The authors outline a categorisation of the different types of common partial token errors. This in itself is a useful contribution, as it highlights the real-world use cases that cause problems.

缺点

-- 1. Uncertainty around backtracking steps --

The paper is somewhat unclear about the method of backtracking multiple tokens (B in Algorithm 1), so I would ask the authors to clarify this. The introduction mentions “Our approach involves backtracking to the last complete tokens”, which is how I understood the method initially. But later it is suggested that the method backtracks multiple tokens (B = 3 tokens), and not just one token back.

I am not sure why backtracking 3 tokens would work better than 1, as found in the ablation study. Wouldn’t that give the model less context unnecessarily, given that 1 token back is all we need to get to a complete token?
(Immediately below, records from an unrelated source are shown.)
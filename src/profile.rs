//! User account and biometric profile records

use std::fmt;
use serde::{Deserialize, Serialize};

/// Opaque authenticated user identifier
pub type UserId = String;

/// Account record supplied by the identity provider
#[derive(Debug, Clone, PartialEq, Serialize, Deserialize)]
#[serde(rename_all = "camelCase")]
pub struct UserAccount
{   pub id: UserId
  , pub name: String
  , #[serde(default)]
    pub total_workouts: u32
  , #[serde(default)]
    pub streak: u32
}

impl UserAccount
{   pub fn new(id: impl Into<String>, name: impl Into<String>)
      -> Self
    {   UserAccount
        {   id: id.into()
          , name: name.into()
          , total_workouts: 0
          , streak: 0
        }
    }
}

/// Writes the serde name of a unit variant
macro_rules! display_as_serde
{   ($($ty:ty),*) => {
      $(impl fmt::Display for $ty
        {   fn fmt(&self, f: &mut fmt::Formatter<'_>)
              -> fmt::Result
            {   let value = serde_json::to_value(self)
                  .map_err(|_| fmt::Error)?;
                match value.as_str()
                {   Some(s) => f.write_str(s)
                  , None => Err(fmt::Error)
                }
            }
        })*
    };
}

#[derive(Debug, Clone, Copy, PartialEq, Eq, Serialize, Deserialize)]
pub enum Gender
{   Male
  , Female
  , Other
}

#[derive(Debug, Clone, Copy, Default, PartialEq, Eq, Serialize, Deserialize)]
pub enum BodyType
{   Ectomorph
  , #[default]
    Mesomorph
  , Endomorph
}

#[derive(Debug, Clone, Copy, PartialEq, Eq, Serialize, Deserialize)]
pub enum Goal
{   #[serde(rename = "Fat Loss")]
    FatLoss
  , #[serde(rename = "Muscle Gain")]
    MuscleGain
  , Recomposition
  , Strength
  , #[serde(rename = "General Fitness")]
    GeneralFitness
  , Maintenance
}

/// Activity level, doubling as training experience
#[derive(Debug, Clone, Copy, PartialEq, Eq, Serialize, Deserialize)]
pub enum ActivityLevel
{   Sedentary
  , #[serde(rename = "Lightly Active")]
    LightlyActive
  , #[serde(rename = "Moderately Active")]
    ModeratelyActive
  , #[serde(rename = "Very Active")]
    VeryActive
  , Beginner
  , Intermediate
  , Advanced
}

#[derive(Debug, Clone, Copy, Default, PartialEq, Eq, Serialize, Deserialize)]
pub enum WorkoutLocation
{   #[default]
    Gym
  , Home
}

#[derive(Debug, Clone, Copy, PartialEq, Eq, Serialize, Deserialize)]
pub enum DietaryPreference
{   Vegetarian
  , #[serde(rename = "Non-Vegetarian")]
    NonVegetarian
  , Vegan
  , Eggetarian
  , Jain
}

#[derive(Debug, Clone, Copy, PartialEq, Eq, Serialize, Deserialize)]
pub enum Budget
{   Low
  , Medium
  , High
}

display_as_serde!(
  Gender, BodyType, Goal, ActivityLevel,
  WorkoutLocation, DietaryPreference, Budget
);

fn default_session_minutes() -> u32
{   45
}

/// Biometric and lifestyle profile, keyed by user
#[derive(Debug, Clone, PartialEq, Serialize, Deserialize)]
#[serde(rename_all = "camelCase")]
pub struct Profile
{   pub user: UserId
  , pub age: u32
  , pub gender: Gender
  , /// Centimetres
    pub height: f64
  , /// Kilograms
    pub weight: f64
  , #[serde(default)]
    pub body_type: BodyType
  , pub goal: Goal
  , pub activity_level: ActivityLevel
  , #[serde(default)]
    pub workout_location: WorkoutLocation
  , #[serde(default)]
    pub equipment: Vec<String>
  , /// Minutes
    #[serde(default = "default_session_minutes")]
    pub time_per_session: u32
  , pub dietary_preference: DietaryPreference
  , #[serde(default)]
    pub allergies: Vec<String>
  , #[serde(default)]
    pub budget: Option<Budget>
  , #[serde(default)]
    pub injuries: Vec<String>
  , #[serde(default)]
    pub medical_conditions: Vec<String>
}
-- 2. More details on increased latency --

The paper would be improved by a more detailed explanation of the increased computational complexity introduced by token alignment. I appreciate that the authors have included a whole subsection on this topic, but I would suggest shifting the focus of the subsection to matters that are practically informative. What is the average added latency, in ms and percentage? This is mentioned, but the authors should include the relevant hardware details for reference as well. Increased latency would be a primary real world concern for practitioners.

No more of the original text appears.